Namun Goff dan Campbell bersikeras bahwa skenario ini berbeda.

“Saya tidak menghubungkan keduanya dengan cara yang sama, bahkan dari jarak jauh,” kata Goff. “Kami berada pada skor 0- 8 ketika hal itu terjadi dan 5 – 3 ketika hal ini terjadi dan keadaannya benar-benar berbeda.”

Campbell menambahkan: “Saya tahu bagaimana yang lainnya berakhir, tapi di sinilah saya berada, dan dia berada di posisi yang bagus dan dia membantu saya hari ini.”

Setelah Johnson meninggalkan pekerjaan sebagai pelatih kepala Lions untuk Bears di luar musim yang lalu, Campbell mengakui bahwa dia mempertimbangkan untuk melakukan permainan ofensif sebelum dia mempekerjakan Morton tetapi menyadari bahwa itu akan membutuhkan banyak hal darinya sebagai pelatih kepala. Sekarang, dia siap untuk mengemban peran ganda di masa mendatang saat Lions memasuki bulan November yang sulit yang mencakup perjalanan ke Philly minggu depan.
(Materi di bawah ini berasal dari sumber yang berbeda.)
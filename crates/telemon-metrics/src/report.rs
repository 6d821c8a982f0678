//! Read-only reports derived from the store.
//!
//! These back the metrics admin surface (`stats`, `slowQueries`,
//! `performanceOverview`, `apiStats`, `slowRequests`, `endpointReport`,
//! `errorStats`). Every report is computed on call from in-window samples.

use crate::aggregate::WindowedAggregate;
use crate::series;
use crate::store::{aggregate_samples, MetricsStore};
use chrono::{DateTime, Duration, Utc};
use serde::Serialize;
use std::collections::BTreeMap;
use telemon_common::types::MetricSample;
use telemon_common::window::{clamp_window, effective_minutes};

const RECENT_LIMIT: usize = 20;

#[derive(Debug, Clone, Serialize)]
pub struct EndpointStats {
    pub endpoint: String,
    pub requests: u64,
    pub errors: u64,
    pub error_rate: f64,
    pub mean_ms: f64,
    pub p50_ms: f64,
    pub p95_ms: f64,
    pub p99_ms: f64,
    pub max_ms: f64,
}

#[derive(Debug, Clone, Serialize)]
pub struct ApiStats {
    pub total_requests: u64,
    pub total_errors: u64,
    pub error_rate: f64,
    pub endpoints: Vec<EndpointStats>,
}

#[derive(Debug, Clone, Serialize)]
pub struct SlowRequest {
    pub endpoint: String,
    pub status: Option<u16>,
    pub duration_ms: f64,
    pub timestamp: DateTime<Utc>,
}

#[derive(Debug, Clone, Serialize)]
pub struct EndpointReport {
    pub endpoint: String,
    pub aggregate: WindowedAggregate,
    pub errors: u64,
    pub error_rate: f64,
    pub status_codes: BTreeMap<String, u64>,
    /// Newest first.
    pub recent: Vec<MetricSample>,
}

#[derive(Debug, Clone, Serialize)]
pub struct ErrorEvent {
    pub kind: String,
    pub message: Option<String>,
    pub timestamp: DateTime<Utc>,
}

#[derive(Debug, Clone, Serialize)]
pub struct ErrorStats {
    pub total: u64,
    pub rate_per_minute: f64,
    pub by_kind: BTreeMap<String, u64>,
    /// Newest first.
    pub recent: Vec<ErrorEvent>,
}

#[derive(Debug, Clone, Serialize)]
pub struct SlowQuery {
    pub query: String,
    pub duration_ms: f64,
    pub timestamp: DateTime<Utc>,
}

#[derive(Debug, Clone, Default, Serialize)]
pub struct DatabaseSummary {
    pub queries: u64,
    pub mean_ms: f64,
    pub p95_ms: f64,
    pub slow_queries: u64,
    pub slow_query_percent: f64,
}

#[derive(Debug, Clone, Serialize)]
pub struct ResourceReading {
    pub value: f64,
    pub timestamp: DateTime<Utc>,
}

#[derive(Debug, Clone, Serialize)]
pub struct PerformanceOverview {
    pub requests: u64,
    pub requests_per_minute: f64,
    pub mean_response_ms: f64,
    pub p95_response_ms: f64,
    pub p99_response_ms: f64,
    pub errors: u64,
    pub error_rate: f64,
    pub database: DatabaseSummary,
    pub memory_percent: Option<ResourceReading>,
    pub cpu_percent: Option<ResourceReading>,
}

#[derive(Debug, Clone, Serialize)]
pub struct StoreStats {
    pub series_count: usize,
    pub sample_count: usize,
    pub oldest_sample: Option<DateTime<Utc>>,
    pub newest_sample: Option<DateTime<Utc>>,
    pub overview: PerformanceOverview,
    pub error_total: u64,
}

/// Status tag of an API sample, when present and numeric.
pub fn status_of(sample: &MetricSample) -> Option<u16> {
    sample.tag(series::TAG_STATUS)?.parse().ok()
}

/// 4xx and 5xx responses count as errors.
pub fn is_error_status(sample: &MetricSample) -> bool {
    status_of(sample).is_some_and(|s| s >= 400)
}

fn percent(part: u64, whole: u64) -> f64 {
    if whole == 0 {
        0.0
    } else {
        part as f64 / whole as f64 * 100.0
    }
}

impl MetricsStore {
    pub fn api_stats(&self, window: Duration) -> ApiStats {
        self.api_stats_at(window, Utc::now())
    }

    pub fn api_stats_at(&self, window: Duration, now: DateTime<Utc>) -> ApiStats {
        let mut total_requests = 0;
        let mut total_errors = 0;
        let mut endpoints = Vec::new();

        for name in self.series_names(series::API_PREFIX) {
            let samples = self.samples_at(&name, window, now);
            if samples.is_empty() {
                continue;
            }
            let agg = aggregate_samples(&samples, window, now);
            let errors = samples.iter().filter(|s| is_error_status(s)).count() as u64;
            total_requests += agg.count;
            total_errors += errors;
            endpoints.push(EndpointStats {
                endpoint: series::endpoint_of(&name).to_string(),
                requests: agg.count,
                errors,
                error_rate: percent(errors, agg.count),
                mean_ms: agg.mean,
                p50_ms: agg.p50,
                p95_ms: agg.p95,
                p99_ms: agg.p99,
                max_ms: agg.max,
            });
        }

        endpoints.sort_by(|a, b| {
            b.requests
                .cmp(&a.requests)
                .then_with(|| a.endpoint.cmp(&b.endpoint))
        });

        ApiStats {
            total_requests,
            total_errors,
            error_rate: percent(total_errors, total_requests),
            endpoints,
        }
    }

    /// Requests slower than the configured threshold, slowest first.
    pub fn slow_requests(&self, limit: usize, window: Duration) -> Vec<SlowRequest> {
        let now = Utc::now();
        let threshold = self.config().slow_request_threshold_ms;
        let mut slow: Vec<SlowRequest> = self
            .samples_with_prefix_at(series::API_PREFIX, window, now)
            .into_iter()
            .filter(|s| s.value > threshold)
            .map(|s| SlowRequest {
                endpoint: series::endpoint_of(&s.series).to_string(),
                status: status_of(&s),
                duration_ms: s.value,
                timestamp: s.timestamp,
            })
            .collect();
        slow.sort_by(|a, b| {
            b.duration_ms
                .total_cmp(&a.duration_ms)
                .then_with(|| b.timestamp.cmp(&a.timestamp))
        });
        slow.truncate(limit);
        slow
    }

    /// Detailed report for one endpoint, given either as `"GET /path"` or
    /// as the full series name. `None` when the endpoint was never recorded.
    pub fn endpoint_report(&self, endpoint: &str, window: Duration) -> Option<EndpointReport> {
        let now = Utc::now();
        let name = if endpoint.starts_with(series::API_PREFIX) {
            endpoint.to_string()
        } else {
            format!("{}{endpoint}", series::API_PREFIX)
        };
        if !self.series_names(&name).iter().any(|n| n == &name) {
            return None;
        }

        let samples = self.samples_at(&name, window, now);
        let aggregate = aggregate_samples(&samples, window, now);
        let mut status_codes = BTreeMap::new();
        let mut errors = 0;
        for sample in &samples {
            let code = status_of(sample)
                .map(|c| c.to_string())
                .unwrap_or_else(|| "unknown".to_string());
            *status_codes.entry(code).or_insert(0u64) += 1;
            if is_error_status(sample) {
                errors += 1;
            }
        }
        let recent = samples.iter().rev().take(RECENT_LIMIT).cloned().collect();

        Some(EndpointReport {
            endpoint: series::endpoint_of(&name).to_string(),
            aggregate,
            errors,
            error_rate: percent(errors, aggregate.count),
            status_codes,
            recent,
        })
    }

    pub fn error_stats(&self, window: Duration) -> ErrorStats {
        self.error_stats_at(window, Utc::now())
    }

    pub fn error_stats_at(&self, window: Duration, now: DateTime<Utc>) -> ErrorStats {
        let samples = self.samples_with_prefix_at(series::ERROR_PREFIX, window, now);
        let mut by_kind = BTreeMap::new();
        for sample in &samples {
            let kind = sample
                .series
                .strip_prefix(series::ERROR_PREFIX)
                .unwrap_or(&sample.series);
            *by_kind.entry(kind.to_string()).or_insert(0u64) += 1;
        }

        let span = samples
            .iter()
            .map(|s| now - s.timestamp)
            .max()
            .unwrap_or_else(Duration::zero);
        let total = samples.len() as u64;

        let mut recent: Vec<ErrorEvent> = samples
            .iter()
            .map(|s| ErrorEvent {
                kind: s
                    .series
                    .strip_prefix(series::ERROR_PREFIX)
                    .unwrap_or(&s.series)
                    .to_string(),
                message: s.tag(series::TAG_MESSAGE).map(str::to_string),
                timestamp: s.timestamp,
            })
            .collect();
        recent.sort_by(|a, b| b.timestamp.cmp(&a.timestamp));
        recent.truncate(RECENT_LIMIT);

        ErrorStats {
            total,
            rate_per_minute: total as f64 / effective_minutes(window, span),
            by_kind,
            recent,
        }
    }

    /// Queries slower than the slow-query threshold, slowest first.
    pub fn slow_queries(&self, limit: usize, window: Duration) -> Vec<SlowQuery> {
        let threshold = self.config().slow_query_threshold_ms;
        let mut slow: Vec<SlowQuery> = self
            .samples(series::DB_QUERY, window)
            .into_iter()
            .filter(|s| s.value > threshold)
            .map(|s| SlowQuery {
                query: s.tag(series::TAG_QUERY).unwrap_or_default().to_string(),
                duration_ms: s.value,
                timestamp: s.timestamp,
            })
            .collect();
        slow.sort_by(|a, b| b.duration_ms.total_cmp(&a.duration_ms));
        slow.truncate(limit);
        slow
    }

    pub fn database_summary_at(&self, window: Duration, now: DateTime<Utc>) -> DatabaseSummary {
        let samples = self.samples_at(series::DB_QUERY, window, now);
        let agg = aggregate_samples(&samples, window, now);
        let threshold = self.config().slow_query_threshold_ms;
        let slow = samples.iter().filter(|s| s.value > threshold).count() as u64;
        DatabaseSummary {
            queries: agg.count,
            mean_ms: agg.mean,
            p95_ms: agg.p95,
            slow_queries: slow,
            slow_query_percent: percent(slow, agg.count),
        }
    }

    pub fn performance_overview(&self, window: Duration) -> PerformanceOverview {
        self.performance_overview_at(window, Utc::now())
    }

    pub fn performance_overview_at(
        &self,
        window: Duration,
        now: DateTime<Utc>,
    ) -> PerformanceOverview {
        let window = clamp_window(window);
        let api = self.samples_with_prefix_at(series::API_PREFIX, window, now);
        let agg = aggregate_samples(&api, window, now);
        let span = api
            .iter()
            .map(|s| now - s.timestamp)
            .max()
            .unwrap_or_else(Duration::zero);
        let errors = api.iter().filter(|s| is_error_status(s)).count() as u64;
        let reading = |name: &str| {
            self.latest_at(name, window, now).map(|s| ResourceReading {
                value: s.value,
                timestamp: s.timestamp,
            })
        };

        PerformanceOverview {
            requests: agg.count,
            requests_per_minute: agg.count as f64 / effective_minutes(window, span),
            mean_response_ms: agg.mean,
            p95_response_ms: agg.p95,
            p99_response_ms: agg.p99,
            errors,
            error_rate: percent(errors, agg.count),
            database: self.database_summary_at(window, now),
            memory_percent: reading(series::MEMORY),
            cpu_percent: reading(series::CPU),
        }
    }

    pub fn stats(&self, window: Duration) -> StoreStats {
        let now = Utc::now();
        let range = self.time_range();
        StoreStats {
            series_count: self.series_count(),
            sample_count: self.sample_count(),
            oldest_sample: range.map(|(oldest, _)| oldest),
            newest_sample: range.map(|(_, newest)| newest),
            overview: self.performance_overview_at(window, now),
            error_total: self.error_stats_at(window, now).total,
        }
    }
}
“Sama seperti hal lainnya, ketika Anda melakukannya, Anda menyesuaikan diri dan mulai mencari tahu apa yang perlu Anda lakukan, bagaimana Anda perlu melakukannya, menjadi lebih efisien dan pada akhirnya selalu tentang apa yang benar untuk tim,” kata Campbell. “Tidak ada hal lain yang penting.

“Saya merasa nyaman dengan posisi kami saat ini. Saya tidak sempurna. Goff memberi saya dana talangan untuk beberapa hal hari ini, namun saya menyukai pengaturan staf, dan saya pikir para pemain berada dalam kondisi yang baik dan saya pikir kami bisa berkembang dari sini,” katanya. “Saya benar-benar melakukannya.”